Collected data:
*** Block opens ***

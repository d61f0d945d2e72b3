use std::collections::{BTreeMap, BTreeSet};

use crate::descriptor::{Field, ObsDescriptor};
use crate::error::{ExhibitError, ExhibitResult};
use crate::exhibit::{Exhibit, ExhibitDescriptor};
use crate::obs::Obs;
use crate::stage::{Functor, StageState};

/// Keeps only the attributes, frames, and vectors whose names are in a keep set.
///
/// Frames and vectors that survive are shared with the input exhibit. When `apply` runs before
/// `initialize`, the stage initializes itself from the first exhibit it sees.
#[derive(Debug)]
pub struct FilterFunctor {
    keep: BTreeSet<String>,
    state: StageState<Filtered>,
}

#[derive(Debug)]
struct Filtered {
    descriptor: ExhibitDescriptor,
    /// Source attribute position for each surviving attribute, in output order.
    attribute_sources: Vec<usize>,
}

impl FilterFunctor {
    pub fn new<S, I>(keep: I) -> Self
    where
        S: Into<String>,
        I: IntoIterator<Item = S>,
    {
        Self {
            keep: keep.into_iter().map(Into::into).collect(),
            state: StageState::default(),
        }
    }

    pub fn keep(&self) -> &BTreeSet<String> {
        &self.keep
    }

    fn filter(&self, descriptor: &ExhibitDescriptor) -> ExhibitResult<Filtered> {
        let (attribute_sources, fields): (Vec<usize>, Vec<Field>) = descriptor
            .attributes()
            .iter()
            .enumerate()
            .filter(|(_, field)| self.keep.contains(&field.name))
            .map(|(idx, field)| (idx, field.clone()))
            .unzip();
        let frames: BTreeMap<_, _> = descriptor
            .frames()
            .iter()
            .filter(|(name, _)| self.keep.contains(*name))
            .map(|(name, fd)| (name.clone(), fd.clone()))
            .collect();
        let vectors: BTreeMap<_, _> = descriptor
            .vectors()
            .iter()
            .filter(|(name, _)| self.keep.contains(*name))
            .map(|(name, ft)| (name.clone(), *ft))
            .collect();
        Ok(Filtered {
            descriptor: ExhibitDescriptor::new(ObsDescriptor::new(fields)?, frames, vectors),
            attribute_sources,
        })
    }
}

impl Functor for FilterFunctor {
    fn initialize(&mut self, descriptor: &ExhibitDescriptor) -> ExhibitResult<ExhibitDescriptor> {
        let filtered = self.filter(descriptor)?;
        log::debug!("filter resolved {}", filtered.descriptor);
        Ok(self.state.set("filter", filtered)?.descriptor.clone())
    }

    fn apply(&mut self, exhibit: &Exhibit) -> ExhibitResult<Exhibit> {
        if self.state.is_uninitialized() {
            self.initialize(&exhibit.descriptor())?;
        }
        let filtered = self.state.resolved("filter")?;
        log::trace!("filter keeping {} names", self.keep.len());

        let attributes = exhibit.attributes();
        let values = filtered
            .attribute_sources
            .iter()
            .zip(filtered.descriptor.attributes())
            .map(|(&source, field)| {
                attributes
                    .get(source)
                    .cloned()
                    .ok_or_else(|| ExhibitError::UnknownField(field.name.clone()))
            })
            .collect::<ExhibitResult<Vec<_>>>()?;
        let attributes = Obs::new(filtered.descriptor.attributes().clone(), values)?;

        let frames = filtered
            .descriptor
            .frames()
            .keys()
            .map(|name| Ok((name.clone(), exhibit.frame(name)?.clone())))
            .collect::<ExhibitResult<BTreeMap<_, _>>>()?;
        let vectors = filtered
            .descriptor
            .vectors()
            .keys()
            .map(|name| Ok((name.clone(), exhibit.vector(name)?.clone())))
            .collect::<ExhibitResult<BTreeMap<_, _>>>()?;
        Ok(Exhibit::from_parts(attributes, frames, vectors))
    }

    fn cleanup(&mut self) {
        self.state.clean_up();
    }
}
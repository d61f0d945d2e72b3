//! JSON documents for exhibits and frames.

mod document;
mod error;

pub use crate::document::{
    encode_value, frame_to_json_string, id_from_json, id_to_json, to_json_string,
    ExhibitDocument, FrameDocument,
};
pub use crate::error::{JsonError, JsonResult};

*** Block closes ***

▶ [Problem details] Wherever a line holds the word "StageState", copy that line out of the entries above.

▶ [Your response]
use crate::stage::{Functor, StageState};
    state: StageState<Filtered>,
            state: StageState::default(),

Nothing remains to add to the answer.